4.1. Policy File Locations

This section covers the various top level files that comprise the policy for dhcpd. Refer to Section 4.2 Policy Types - dhcpd for a description of what the types are allowed to do.

$SELINUX_POLICY/domains/program/dhcpd.te

This file defines the policy rules for the dhcpd domain, dhcpd_t. These rules are discussed in Section 4.2 Policy Types - dhcpd. Because the type enforcement file calls macros that are defined elsewhere, the dhcpd.te file is only the starting point for the policy. The policy building process expands the macros into many more lines of rules.

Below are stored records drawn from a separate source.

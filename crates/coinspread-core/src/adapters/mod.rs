//! Exchange adapter implementations.
//!
//! | Exchange | Symbol join | Status filter | Price fields |
//! |----------|-------------|---------------|--------------|
//! | Binance | `BTCUSDT` | `TRADING` | `price` |
//! | Bybit | `BTCUSDT` | none | `indexPrice`, `lastPrice` |
//! | Jbex | `BTCUSDT` | `TRADING` | `price` |
//! | Poloniex | `BTC_USDT` | none | `price` |
//! | Whitebit | `BTC_USDT` | none | `last_price` |

pub mod binance;
pub mod bybit;
pub mod jbex;
pub mod poloniex;
pub mod whitebit;

pub use binance::BinanceAdapter;
pub use bybit::BybitAdapter;
pub use jbex::JbexAdapter;
pub use poloniex::PoloniexAdapter;
pub use whitebit::WhitebitAdapter;

use std::sync::Arc;

use serde::de::DeserializeOwned;
use serde::{Deserialize, Deserializer};
use serde_json::Value;
use tracing::debug;

use crate::config::ClientConfig;
use crate::exchange::UpstreamError;
use crate::http_client::{HttpClient, HttpRequest, HttpResponse};
use crate::{ExchangeId, TradingPairRecord};

/// Per-adapter HTTP plumbing: base URL, timeout and error mapping.
#[derive(Clone)]
pub(crate) struct Transport {
    exchange: ExchangeId,
    http_client: Arc<dyn HttpClient>,
    base_url: String,
    request_timeout_ms: u64,
}

impl Transport {
    pub(crate) fn new(
        exchange: ExchangeId,
        http_client: Arc<dyn HttpClient>,
        config: &ClientConfig,
    ) -> Self {
        Self {
            exchange,
            http_client,
            base_url: config.base_url(exchange).to_owned(),
            request_timeout_ms: config.request_timeout_ms,
        }
    }

    pub(crate) fn get(&self, path: &str) -> HttpRequest {
        HttpRequest::get(format!("{}{path}", self.base_url))
            .with_header("accept", "application/json")
            .with_timeout_ms(self.request_timeout_ms)
    }

    pub(crate) async fn send(&self, request: HttpRequest) -> Result<HttpResponse, UpstreamError> {
        let url = request.full_url();
        let response = self
            .http_client
            .execute(request)
            .await
            .map_err(|error| UpstreamError::from_http(self.exchange, &error))?;

        if !response.is_success() {
            return Err(UpstreamError::status(self.exchange, response.status, &url));
        }

        Ok(response)
    }

    pub(crate) async fn fetch_json<T>(&self, request: HttpRequest) -> Result<T, UpstreamError>
    where
        T: DeserializeOwned,
    {
        let url = request.full_url();
        let response = self.send(request).await?;
        response.json().map_err(|error| {
            UpstreamError::parse(self.exchange, format!("failed to parse {url}: {error}"))
        })
    }

    /// Tries `requests` in order and returns the first body that parses and
    /// passes `accept`, together with the index of the winning request.
    pub(crate) async fn fetch_first_json<T, F>(
        &self,
        requests: Vec<HttpRequest>,
        accept: F,
    ) -> Result<(usize, T), UpstreamError>
    where
        T: DeserializeOwned + Send,
        F: Fn(&T) -> Result<(), UpstreamError> + Send,
    {
        let mut last_error = None;

        for (index, request) in requests.into_iter().enumerate() {
            let url = request.full_url();
            let attempt = self
                .fetch_json::<T>(request)
                .await
                .and_then(|body| accept(&body).map(|()| body));

            match attempt {
                Ok(body) => return Ok((index, body)),
                Err(error) => {
                    debug!(
                        exchange = %self.exchange,
                        url = %url,
                        error = %error,
                        "price request failed; trying next ordering"
                    );
                    last_error = Some(error);
                }
            }
        }

        Err(last_error.unwrap_or_else(|| {
            UpstreamError::api(self.exchange, "no price request was attempted")
        }))
    }

    pub(crate) fn record(
        &self,
        symbol: impl Into<String>,
        price: f64,
    ) -> Result<TradingPairRecord, UpstreamError> {
        TradingPairRecord::new(self.exchange, symbol, price)
            .map_err(|error| UpstreamError::parse(self.exchange, error.to_string()))
    }
}

/// Accepts JSON numbers and numeric strings; anything else, including
/// negative or non-finite values, becomes `None`.
pub(crate) fn lenient_price<'de, D>(deserializer: D) -> Result<Option<f64>, D::Error>
where
    D: Deserializer<'de>,
{
    let value = Option::<Value>::deserialize(deserializer)?;
    Ok(value.as_ref().and_then(price_from_value))
}

fn price_from_value(value: &Value) -> Option<f64> {
    let parsed = match value {
        Value::Number(number) => number.as_f64(),
        Value::String(text) => text.trim().parse::<f64>().ok(),
        _ => None,
    }?;

    (parsed.is_finite() && parsed >= 0.0).then_some(parsed)
}

/// First usable price in priority order, or the `0.0` sentinel.
pub(crate) fn first_usable_price(candidates: &[Option<f64>]) -> f64 {
    candidates.iter().flatten().copied().next().unwrap_or(0.0)
}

$SELINUX_POLICY/file_contexts/program/dhcpd.fc

This defines the security context for files associated with the dhcpd server daemon, assigning them one of the dhcp_<*>_t types:

# dhcpd
/etc/dhcpd.conf		--	system_u:object_r:dhcp_etc_t
/etc/dhcp3(/.*)?		system_u:object_r:dhcp_etc_t
/usr/sbin/dhcpd.*	--	system_u:object_r:dhcpd_exec_t
/var/lib/dhcp(3)?/dhcpd\.leases.* -- \
  system_u:object_r:dhcpd_state_t
/var/run/dhcpd\.pid	-d	system_u:object_r:dhcpd_var_run_t
ifdef(`dhcp_defined', `', `
/var/lib/dhcp(3)?	-d	system_u:object_r:dhcp_state_t
define(`dhcp_defined')
')

NoteNote
 

As you are looking for dhcpd.fc, you see there are a large number of file contexts files in $SELINUX_POLICY/file_contexts/program/. Most of these files are unused. The context files are not pulled into the policy without a corresponding TE file in the $SELINUX_POLICY/domains/ path.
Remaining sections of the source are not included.